This information is part of the Champaign County ILGenWeb Project. If you have reached this site by means other than The USGenWeb Project, The ILGenWeb Project, or directly, please visit the main Champaign Co, ILGenWeb site for more information regarding Champaign County, IL ancestors. Information contained here was transcribed by John Shaffer. Please do not repost this information without the express written permission of Celia Snyder.

Champaign County, Illinois

Biography of Paris Robinson

SOURCE: "Portrait and Biographical Album of Champaign County, Illinois," Chapman Brothers, Chicago, 1887


PARIS ROBINSON, the leading hardware merchant and tinner of Philo Village, established his business there in August, 1877, which he has followed continuously since that time, and has built up a thriving and profitable trade.

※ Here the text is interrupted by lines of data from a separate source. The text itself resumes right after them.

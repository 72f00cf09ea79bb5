/// Adapters - concrete transport implementations of the port traits
pub mod http;
pub mod ws;

pub use http::HttpSessionApi;
pub use ws::WsConnector;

He carries a full line of everything necessary in an agricultural community and a country town, and is prominently identified with the business interests of this section. In former years he was engaged as a farmer in Sidell Township, Vermilion County, this State, and still owns a good farm there of 160 acres, finely improved, with first-class drainage, being well tiled. His life has been one of industry and energy and he is a fair representative of the prosperous element of Champaign County.

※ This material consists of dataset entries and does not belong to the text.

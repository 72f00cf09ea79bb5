/// Stream event envelope and payload variants
///
/// Every frame on the streaming channel is `{kind, payload, timestamp,
/// session_id}`. The payload shape is fixed per kind, so dispatch on
/// [`EventKind`] is checked at compile time instead of going through an
/// untyped map.
use crate::domain::models::{
    ErrorEvent, MeetingSummary, ProgressUpdate, TaskItem, TranscriptSegment,
};
use chrono::{DateTime, Utc};
use serde::{Deserialize, Serialize};

/// Closed set of event kinds the service emits
#[derive(Debug, Clone, Copy, PartialEq, Eq, Hash, Serialize, Deserialize)]
#[serde(rename_all = "kebab-case")]
pub enum EventKind {
    RecordingStart,
    RecordingStop,
    TranscriptSegment,
    SummaryGenerated,
    TaskExtracted,
    ProgressUpdate,
    Error,
}

impl EventKind {
    pub const ALL: [EventKind; 7] = [
        EventKind::RecordingStart,
        EventKind::RecordingStop,
        EventKind::TranscriptSegment,
        EventKind::SummaryGenerated,
        EventKind::TaskExtracted,
        EventKind::ProgressUpdate,
        EventKind::Error,
    ];
}

impl std::fmt::Display for EventKind {
    fn fmt(&self, f: &mut std::fmt::Formatter<'_>) -> std::fmt::Result {
        match self {
            EventKind::RecordingStart => write!(f, "recording-start"),
            EventKind::RecordingStop => write!(f, "recording-stop"),
            EventKind::TranscriptSegment => write!(f, "transcript-segment"),
            EventKind::SummaryGenerated => write!(f, "summary-generated"),
            EventKind::TaskExtracted => write!(f, "task-extracted"),
            EventKind::ProgressUpdate => write!(f, "progress-update"),
            EventKind::Error => write!(f, "error"),
        }
    }
}

/// Kind-tagged payload of one stream event
///
/// Recording start/stop payloads are service-defined and carried opaquely.
#[derive(Debug, Clone, PartialEq, Serialize, Deserialize)]
#[serde(tag = "kind", content = "payload", rename_all = "kebab-case")]
pub enum EventPayload {
    RecordingStart(serde_json::Value),
    RecordingStop(serde_json::Value),
    TranscriptSegment(TranscriptSegment),
    SummaryGenerated(MeetingSummary),
    TaskExtracted(TaskItem),
    ProgressUpdate(ProgressUpdate),
    Error(ErrorEvent),
}

impl EventPayload {
    pub fn kind(&self) -> EventKind {
        match self {
            EventPayload::RecordingStart(_) => EventKind::RecordingStart,
            EventPayload::RecordingStop(_) => EventKind::RecordingStop,
            EventPayload::TranscriptSegment(_) => EventKind::TranscriptSegment,
            EventPayload::SummaryGenerated(_) => EventKind::SummaryGenerated,
            EventPayload::TaskExtracted(_) => EventKind::TaskExtracted,
            EventPayload::ProgressUpdate(_) => EventKind::ProgressUpdate,
            EventPayload::Error(_) => EventKind::Error,
        }
    }
}

/// One asynchronously delivered notification bound to a session
#[derive(Debug, Clone, PartialEq, Serialize, Deserialize)]
pub struct StreamEvent {
    #[serde(flatten)]
    pub payload: EventPayload,

    /// Emission time, service clock
    pub timestamp: DateTime<Utc>,

    /// Session this event belongs to
    pub session_id: String,
}

impl StreamEvent {
    pub fn kind(&self) -> EventKind {
        self.payload.kind()
    }
}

Our subject is a native of Jeffersonville, Fayette Co., Ohio, and was born Nov. 27, 1848. He is the son of Singleton ROBINSON, a native and farmer of the Buckeye State, who was reared in Fayette County and there married Miss Ann JANES, of Virginia. The mother of our subject removed with her parents from the Old Dominion when a young child, and located with them in Fayette County, Ohio, where they followed farming until the father retired from active labor. He is still living, having arrived at the advanced age of seventy-eight years. The mother died in 1857. The household included four sons and three daughters, of whom one of the latter died in infancy.

Mr. Robinson was the third son and fourth child of his parents, and received his education in the public schools of his native county, remaining under the parental roof until the second call for troops to put down the Rebellion. He was greatly opposed to slavery, and with the hope of being able to assist in its abolition, cheerfully took upon himself the duties of a soldier, with its attendant hardships and dangers, becoming a member of Co. C, 90th Ohio Vol. Inf., commanded by Capt. Black, of the Army of the Cumberland. He was in the battle of Stone River, and at the first attack was wounded in the breast by a piece of shell, in consequence of which he was confined in the hospital a brief time. After his recovery he was appointed Orderly by Col. Sweet, and retained this rank until his honorable discharge in July, 1865.

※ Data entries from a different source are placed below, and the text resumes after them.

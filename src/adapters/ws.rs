//! WebSocket stream adapter
//!
//! Implements the StreamConnector port with tokio-tungstenite. One logical
//! connection per session at `{ws_base_url}/ws/{session_id}`, split into a
//! write sink and a read stream.

use crate::config::ClientConfig;
use crate::error::{ClientError, Result};
use crate::ports::stream::{FrameSink, FrameSource, StreamConnector};
use async_trait::async_trait;
use futures_util::stream::{SplitSink, SplitStream};
use futures_util::{SinkExt, StreamExt};
use tokio::net::TcpStream;
use tokio_tungstenite::{connect_async, tungstenite::Message, MaybeTlsStream, WebSocketStream};

type WsStream = WebSocketStream<MaybeTlsStream<TcpStream>>;

/// tokio-tungstenite-backed implementation of [`StreamConnector`]
pub struct WsConnector {
    ws_base_url: String,
}

impl WsConnector {
    pub fn new(config: &ClientConfig) -> Self {
        Self {
            ws_base_url: config.ws_base_url.trim_end_matches('/').to_string(),
        }
    }

    fn session_url(&self, session_id: &str) -> String {
        format!("{}/ws/{}", self.ws_base_url, session_id)
    }
}

#[async_trait]
impl StreamConnector for WsConnector {
    async fn connect(&self, session_id: &str) -> Result<(Box<dyn FrameSink>, Box<dyn FrameSource>)> {
        let url = self.session_url(session_id);
        log::info!("connecting event stream: {}", url);

        let (ws_stream, _) = connect_async(url.as_str())
            .await
            .map_err(|e| ClientError::Stream(format!("websocket connect failed: {}", e)))?;

        let (write, read) = ws_stream.split();
        Ok((Box::new(WsSink { inner: write }), Box::new(WsSource { inner: read })))
    }
}

struct WsSink {
    inner: SplitSink<WsStream, Message>,
}

#[async_trait]
impl FrameSink for WsSink {
    async fn send(&mut self, frame: String) -> Result<()> {
        self.inner
            .send(Message::Text(frame))
            .await
            .map_err(|e| ClientError::Stream(format!("failed to send frame: {}", e)))
    }

    async fn close(&mut self) -> Result<()> {
        let _ = self.inner.send(Message::Close(None)).await;
        let _ = self.inner.close().await;
        Ok(())
    }
}

struct WsSource {
    inner: SplitStream<WsStream>,
}

#[async_trait]
impl FrameSource for WsSource {
    async fn next_frame(&mut self) -> Option<Result<String>> {
        while let Some(message) = self.inner.next().await {
            match message {
                Ok(Message::Text(text)) => return Some(Ok(text)),
                Ok(Message::Close(_)) => return None,
                // binary/ping/pong frames are transport noise for this protocol
                Ok(_) => continue,
                Err(e) => return Some(Err(ClientError::Stream(e.to_string()))),
            }
        }
        None
    }
}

After the war Mr. Robinson returned to Ohio, whence he came to Vermilion County, this State, in 1868. Four years later he was married to Miss Carrie MANDEVILLE, their wedding occurring at the residence of Henry Michener, Nov. 19, 1872. Mrs. R. was born in Seneca County, N. Y., April 19, 1850, and was the daughter of Elijah and Hulda (BENTON) MANDEVILLE, who removed to the West when she was fourteen years of age. They located in this County, and the mother died in Champaign, Ill. Mr. M. survived his wife a number of years, and died at the home of his son, in about 1886. Mrs. R. received a good education and became a teacher in the public schools of this county. Of her marriage with our subject there were born four children, one of whom died when an infant. Those surviving are Glenn, Jessie and Willis. Our subject is a stanch adherent of the Democratic party, and Mrs. Robinson is a consistent member of the Presbyterian Church.